To the Editor:
My colleague Anton Ford appears to misunderstand both the Chicago Principles, and their application to the recent protest encampment on our campus (“The Chicago Principles Are Undemocratic,” The Chronicle Review, May 6).
Professor Ford writes that, “In what would seem to many to be a flagrant violation of freedom of expression, the University of Chicago’s president, Paul Alivisatos, has threatened to break up an encampment of nonviolent student protesters” (he did end the encampment the day after Professor Ford wrote). Yet the Chicago Principles, themselves, note that the university “may reasonably regulate the time, place, and manner of expression to ensure that it does not disrupt the ordinary activities of the University,” i.e., teaching and research. The encampment, which was located proximate to many classrooms, was alleged to be interfering with teaching.

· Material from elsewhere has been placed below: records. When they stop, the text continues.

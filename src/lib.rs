//! # iperf-plot
//!
//! Turns the JSON report of a bidirectional iperf3 UDP test into ASCII line
//! graphs, one per tracked metric and direction.
//!
//! ## Architecture
//!
//! ```text
//! ┌──────────────────────────────────────────────────────────────────┐
//! │                              app                                 │
//! │  ┌────────┐   ┌──────────────────────────┐   ┌────────────────┐  │
//! │  │ source │──▶│           data           │──▶│     render     │  │
//! │  │ (JSON) │   │ parse ▸ align ▸ derive ▸ │   │ request ▸      │  │
//! │  └────────┘   │ series                   │   │ backend ▸      │  │
//! │               └──────────────────────────┘   │ decorate       │  │
//! │                                              └───────┬────────┘  │
//! │  ┌────────┐                                          ▼           │
//! │  │ config │ Settings for every stage          output (.txt/.json)│
//! │  └────────┘                                                      │
//! └──────────────────────────────────────────────────────────────────┘
//! ```
//!
//! - **[`source`]**: Loads a report and its test metadata
//! - **[`data`]**: The measurement pipeline, from raw interval entries to
//!   equal-length [`MetricSeries`] on one shared time axis
//! - **[`render`]**: [`RenderRequest`] building, the [`RenderBackend`] trait
//!   with a built-in ratatui backend and a gnuplot backend, and text decoration
//! - **[`app`]**: Runs the pipeline for one report and lays out plots
//! - **[`output`]**: Writes plots and series exports
//! - **[`config`]**: [`Settings`] from a file and `IPERF_PLOT_*` variables
//!
//! ## Usage
//!
//! ### As a CLI tool
//!
//! ```bash
//! # Plot the default input with config.toml settings
//! iperf-plot
//!
//! # Plot two reports into a custom directory with gnuplot
//! iperf-plot run1.json run2.json -o graphs --backend gnuplot
//! ```
//!
//! ### As a library
//!
//! ```no_run
//! use std::path::Path;
//! use iperf_plot::{output, App, Settings};
//!
//! # fn main() -> anyhow::Result<()> {
//! let settings = Settings::load(Path::new("config.toml"))?;
//! let app = App::new(settings);
//! let run = app.run(Path::new("data/data.json"))?;
//! output::write_plots(Path::new("graphs_ascii"), &run.plots)?;
//! # Ok(())
//! # }
//! ```
//!
//! ### Driving the pipeline directly
//!
//! ```
//! use iperf_plot::data::{
//!     build_series, derive_metrics, parse_records, reconcile, DeriveOptions, MetricSelection,
//!     ParseOptions, SeriesOptions, DEFAULT_TIME_TOLERANCE_SECS,
//! };
//! use serde_json::json;
//!
//! let report = json!({ "intervals": [{ "streams": [
//!     { "start": 0.0, "end": 1.0, "bytes": 1000, "packets": 10, "lost_packets": 1,
//!       "jitter_ms": 0.2, "sender": true },
//!     { "start": 0.0, "end": 1.0, "bytes": 900, "packets": 9, "lost_packets": 0,
//!       "jitter_ms": 0.3, "sender": false },
//! ] }] });
//!
//! let records = parse_records(&report, &ParseOptions::default()).unwrap();
//! let points = reconcile(&records.sender, &records.receiver, DEFAULT_TIME_TOLERANCE_SECS);
//! let derived = derive_metrics(&points, &MetricSelection::all(), &DeriveOptions::default());
//! let series = build_series(&derived, &SeriesOptions::default()).unwrap();
//!
//! assert_eq!(series.len(), 8);
//! assert!(series.iter().all(|s| s.len() == 1));
//! ```

pub mod app;
pub mod config;
pub mod data;
pub mod error;
pub mod output;
pub mod render;
pub mod source;

// Re-export main types for convenience
pub use app::{App, Diagnostics, Plot, RunOutput};
pub use config::Settings;
pub use data::{
    AlignedTimePoint, AxisRange, Direction, DirectionSeries, IntervalSample, Metric,
    MetricSeries, Reading, Slot,
};
pub use error::{EntryRef, Error, MalformedReason, RenderError, Result};
pub use render::{BackendKind, ChartBackend, GnuplotBackend, RenderBackend, RenderRequest};
pub use source::{load_report, Report, TestMetadata};
//! The measurement pipeline: interval records to plot-ready series.
//!
//! Every stage takes the previous stage's output plus its own options value
//! and returns new data; nothing is shared or mutated between stages.
//!
//! ## Submodules
//!
//! - [`interval`]: Record parser ([`parse_records`]) producing one
//!   [`DirectionSeries`] per direction and skip diagnostics
//! - [`align`]: Direction reconciler ([`reconcile`]) and gap filling
//! - [`derive`]: Metric deriver ([`derive_metrics`])
//! - [`series`]: Series builder ([`build_series`]) with shared throughput ranges
//!
//! ## Data Flow
//!
//! ```text
//! serde_json::Value (iperf3 report)
//!        │
//!        ▼
//! parse_records()  ──▶ ParsedRecords { sender, receiver, skipped }
//!        │
//!        ▼
//! reconcile()      ──▶ Vec<AlignedTimePoint>
//!        │
//!        ▼
//! derive_metrics() ──▶ DerivedMetrics (Reading per metric × direction × point)
//!        │
//!        ▼
//! build_series()   ──▶ Vec<MetricSeries>
//! ```

pub mod align;
pub mod derive;
pub mod interval;
pub mod series;

pub use align::{
    build_axis, fill_gaps, reconcile, AlignedTimePoint, Reading, Slot,
    DEFAULT_TIME_TOLERANCE_SECS,
};
pub use derive::{derive_metrics, round_to, DeriveOptions, DerivedLine, DerivedMetrics, Metric, MetricSelection};
pub use interval::{
    parse_records, Direction, DirectionSeries, EntryTally, IntervalSample, ParseOptions,
    ParsedRecords, SkippedEntry,
};
pub use series::{build_series, AxisRange, MetricSeries, SeriesOptions, SeriesPoint};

It was also in violation of a longstanding and pre-existing rule prohibiting encampments on university grounds.
Professor Ford implies that the real reason for ending the encampment was that, “The Chicago Principles equate freedom of expression with freedom of discussion.” This is also not true, and rather obviously so in this case, since in his very first statement about the encampment on April 29, the university president stated that, “Given the importance of the expressive rights of our students, we may allow an encampment to remain for a short time despite the obvious violations of policy,” i.e., the policy regarding encampments on university grounds. The free expression principles here explicitly trumped the content-neutral prohibition on encampments as a form of protest, at least until the point of alleged disruption of core university functions.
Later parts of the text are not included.